From the precipitous peaks of the Karakoram range to the fertile Indus River plain, Pakistan is home to a diversity of stunning landscapes. While its rich cultural heritage, ancient Silk Road, and ruins of Mohenjo-daro continue to enchant travelers, venture further afield and discover a lesser-known, wilder Pakistan
Northern Pakistan’s picturesque Kaghan Valley is a place of fairytales. According to one version of a local legend, a prince of Persia fell in love with a fairy princess on the crystalline waters of Lake Saiful Muluk, pictured above. But a giant was also in love with the princess, and held her captive. One day, the prince escaped with her, and in his fury, the giant flooded the valley and created lakes with his tears. Today, visitors from around the world travel to Kaghan Valley for its alpine lakes, mountain scenery, and clear night skies.

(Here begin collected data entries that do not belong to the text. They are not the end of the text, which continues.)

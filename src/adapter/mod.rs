//! # Storage Adapter Contract
//!
//! The uniform interface every storage backend satisfies, independent of
//! backend technology. Callers hold an `Arc<dyn Adapter>` and never learn
//! which backend sits behind it.
//!
//! Backends bundled here:
//! - [`AbstractAdapter`]: the bare contract, every operation unimplemented
//! - [`MemoryAdapter`]: in-process datastore with serial keys
//! - [`ReadOnly`]: wraps another adapter and exposes only `read`

pub mod errors;
pub mod naming;
pub mod config;
pub mod query;
pub mod contract;
pub mod memory;
pub mod read_only;

use std::sync::Arc;

use serde_json::Value;

pub use errors::{AdapterError, AdapterResult};
pub use naming::NamingConvention;
pub use config::AdapterConfig;
pub use query::{Fields, Query, RecordSet};
pub use contract::{AbstractAdapter, Adapter, AdapterDescriptor};
pub use memory::MemoryAdapter;
pub use read_only::ReadOnly;

/// Option key selecting the backend
pub const BACKEND_OPTION: &str = "backend";

/// Option key wrapping the backend in [`ReadOnly`]
pub const READ_ONLY_OPTION: &str = "read_only";

/// Build the adapter described by `config`.
///
/// `options.backend` picks the backend (`"memory"` when absent).
/// `options.read_only = true` wraps it so only `read` is served.
pub fn build_adapter(config: AdapterConfig) -> AdapterResult<Arc<dyn Adapter>> {
    let backend = match config.options().get(BACKEND_OPTION) {
        None => "memory".to_string(),
        Some(Value::String(s)) => s.clone(),
        Some(other) => return Err(AdapterError::UnknownStorage(other.to_string())),
    };
    let read_only = matches!(config.options().get(READ_ONLY_OPTION), Some(Value::Bool(true)));

    match (backend.as_str(), read_only) {
        ("memory", false) => Ok(Arc::new(MemoryAdapter::new(config))),
        ("memory", true) => Ok(Arc::new(ReadOnly::new(MemoryAdapter::new(config)))),
        ("abstract", _) => Ok(Arc::new(AbstractAdapter::new(config))),
        (other, _) => Err(AdapterError::UnknownStorage(other.to_string())),
    }
}
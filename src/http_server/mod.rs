//! # HTTP File Service
//!
//! Exposes stored files as an HTTP resource under a configurable prefix.
//!
//! # Endpoints
//!
//! - `GET /` - HTML listing of stored files
//! - `GET|POST|PUT|DELETE /fs/*path` - file operations

pub mod config;
pub mod errors;
pub mod views;
pub mod fs_routes;
pub mod server;

pub use config::{HttpServerConfig, NotFoundStatus};
pub use errors::{ServiceError, ServiceResult};
pub use server::HttpServer;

The Makran Coastal Highway is a scenic drive along Pakistan’s Arabian Sea coast. The route starts in Karachi and runs through Gwadar to the Iran border, and is considered a major infrastructural achievement. Unique, lunar rock formations line a section of the highway known as the Buzi Pass in Hingol National Park. Natural rock sculptures, like the sphinx-shaped “Lion of Balochistan,” can be found along the highway.
Travel to Hunza
In the northern territory of Gilgit-Baltistan, Pakistan icy peaks stretch above the Hunza River. Situated on the riverbank and surrounded by glaciers and gorges, the town of Hunza traditionally served as a resting place for travelers descending the Hindu Kush mountains into the Vale of Kashmir. The valley is home to snow leopards, markhors, ibexes, and red-striped foxes.